■ Prompt:
From the entries below, return every line that includes the word "notes".

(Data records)
------------------------------------------------------------

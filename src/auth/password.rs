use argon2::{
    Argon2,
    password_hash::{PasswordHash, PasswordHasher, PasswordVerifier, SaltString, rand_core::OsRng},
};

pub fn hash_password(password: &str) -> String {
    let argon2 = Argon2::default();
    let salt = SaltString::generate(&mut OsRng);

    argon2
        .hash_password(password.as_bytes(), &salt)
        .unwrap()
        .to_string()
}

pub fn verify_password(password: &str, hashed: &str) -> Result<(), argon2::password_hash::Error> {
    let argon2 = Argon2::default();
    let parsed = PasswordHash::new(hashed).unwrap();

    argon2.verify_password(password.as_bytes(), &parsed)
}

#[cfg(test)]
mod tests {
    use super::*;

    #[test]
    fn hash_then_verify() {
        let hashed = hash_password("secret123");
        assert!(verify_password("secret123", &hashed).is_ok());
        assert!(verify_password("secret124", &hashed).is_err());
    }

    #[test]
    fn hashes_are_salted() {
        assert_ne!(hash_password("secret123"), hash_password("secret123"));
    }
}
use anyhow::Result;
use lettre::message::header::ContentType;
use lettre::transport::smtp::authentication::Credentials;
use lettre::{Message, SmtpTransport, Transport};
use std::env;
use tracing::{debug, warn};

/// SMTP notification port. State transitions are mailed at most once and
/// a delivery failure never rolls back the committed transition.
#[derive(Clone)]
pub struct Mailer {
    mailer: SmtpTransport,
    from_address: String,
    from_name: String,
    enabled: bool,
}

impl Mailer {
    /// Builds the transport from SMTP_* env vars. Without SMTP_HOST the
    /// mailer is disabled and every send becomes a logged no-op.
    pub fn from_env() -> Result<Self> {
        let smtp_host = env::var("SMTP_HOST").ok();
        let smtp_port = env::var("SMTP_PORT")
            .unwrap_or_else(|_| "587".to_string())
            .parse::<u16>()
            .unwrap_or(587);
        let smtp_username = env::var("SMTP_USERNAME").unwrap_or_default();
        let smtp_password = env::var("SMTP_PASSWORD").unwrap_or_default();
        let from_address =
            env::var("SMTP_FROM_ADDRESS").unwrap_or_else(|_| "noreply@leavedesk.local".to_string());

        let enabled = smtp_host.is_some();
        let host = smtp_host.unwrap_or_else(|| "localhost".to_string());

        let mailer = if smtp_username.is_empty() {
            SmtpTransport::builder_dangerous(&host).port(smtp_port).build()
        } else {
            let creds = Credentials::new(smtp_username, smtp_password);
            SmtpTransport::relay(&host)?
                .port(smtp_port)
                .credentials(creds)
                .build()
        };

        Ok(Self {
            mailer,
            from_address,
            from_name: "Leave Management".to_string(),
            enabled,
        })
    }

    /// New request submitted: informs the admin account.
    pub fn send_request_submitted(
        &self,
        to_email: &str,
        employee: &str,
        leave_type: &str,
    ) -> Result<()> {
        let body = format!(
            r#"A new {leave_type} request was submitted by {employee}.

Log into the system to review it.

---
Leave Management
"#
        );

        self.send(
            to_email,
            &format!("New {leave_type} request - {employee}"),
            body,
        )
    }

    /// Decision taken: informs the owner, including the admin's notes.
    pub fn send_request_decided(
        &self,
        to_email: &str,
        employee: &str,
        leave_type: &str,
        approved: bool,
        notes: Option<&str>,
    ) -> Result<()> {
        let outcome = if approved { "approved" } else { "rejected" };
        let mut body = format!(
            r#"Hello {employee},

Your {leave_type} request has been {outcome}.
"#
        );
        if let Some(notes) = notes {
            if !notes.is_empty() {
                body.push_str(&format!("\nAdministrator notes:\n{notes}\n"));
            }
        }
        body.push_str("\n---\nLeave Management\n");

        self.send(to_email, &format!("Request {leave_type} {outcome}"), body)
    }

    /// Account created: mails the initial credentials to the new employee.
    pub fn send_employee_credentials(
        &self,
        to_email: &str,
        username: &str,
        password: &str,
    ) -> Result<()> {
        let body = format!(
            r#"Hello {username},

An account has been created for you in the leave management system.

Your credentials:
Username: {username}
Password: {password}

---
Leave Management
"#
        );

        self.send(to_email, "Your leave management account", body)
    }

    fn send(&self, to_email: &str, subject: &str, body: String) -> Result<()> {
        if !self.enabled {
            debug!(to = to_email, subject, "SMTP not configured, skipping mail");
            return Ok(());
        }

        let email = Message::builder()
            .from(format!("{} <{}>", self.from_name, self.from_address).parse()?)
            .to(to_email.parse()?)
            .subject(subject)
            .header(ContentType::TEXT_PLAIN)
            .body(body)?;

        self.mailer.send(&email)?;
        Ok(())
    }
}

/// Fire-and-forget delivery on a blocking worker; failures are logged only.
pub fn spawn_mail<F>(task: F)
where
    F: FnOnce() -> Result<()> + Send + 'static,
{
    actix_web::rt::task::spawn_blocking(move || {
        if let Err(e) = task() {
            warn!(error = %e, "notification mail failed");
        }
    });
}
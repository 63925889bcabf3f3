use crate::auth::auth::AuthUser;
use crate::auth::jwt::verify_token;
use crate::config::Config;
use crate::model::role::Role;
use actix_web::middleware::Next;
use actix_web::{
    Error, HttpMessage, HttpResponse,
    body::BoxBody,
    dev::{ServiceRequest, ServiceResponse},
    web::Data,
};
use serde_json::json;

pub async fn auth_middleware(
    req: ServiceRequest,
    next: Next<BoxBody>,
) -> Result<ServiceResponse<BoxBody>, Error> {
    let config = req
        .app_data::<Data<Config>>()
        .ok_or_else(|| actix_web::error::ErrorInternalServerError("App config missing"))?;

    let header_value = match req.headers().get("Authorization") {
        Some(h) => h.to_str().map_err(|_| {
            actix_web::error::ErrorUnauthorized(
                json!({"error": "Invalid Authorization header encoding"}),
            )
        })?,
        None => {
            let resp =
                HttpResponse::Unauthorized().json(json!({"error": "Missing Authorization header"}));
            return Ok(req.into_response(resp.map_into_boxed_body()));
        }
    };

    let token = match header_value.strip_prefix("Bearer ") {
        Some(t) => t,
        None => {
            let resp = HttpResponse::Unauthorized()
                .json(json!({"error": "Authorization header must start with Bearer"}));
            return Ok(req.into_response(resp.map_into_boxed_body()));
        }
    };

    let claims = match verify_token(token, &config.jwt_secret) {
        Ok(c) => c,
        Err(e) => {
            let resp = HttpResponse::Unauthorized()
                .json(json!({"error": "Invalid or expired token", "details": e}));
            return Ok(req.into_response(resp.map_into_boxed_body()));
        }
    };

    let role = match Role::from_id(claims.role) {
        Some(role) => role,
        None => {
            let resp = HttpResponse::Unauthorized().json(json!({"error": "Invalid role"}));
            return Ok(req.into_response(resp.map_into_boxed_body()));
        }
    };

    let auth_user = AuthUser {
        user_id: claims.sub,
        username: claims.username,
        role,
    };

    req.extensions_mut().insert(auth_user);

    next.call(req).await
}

------------------------------------------------------------

■ Written solution:
    /// Decision taken: informs the owner, including the admin's notes.
        notes: Option<&str>,
        if let Some(notes) = notes {
            if !notes.is_empty() {
                body.push_str(&format!("\nAdministrator notes:\n{notes}\n"));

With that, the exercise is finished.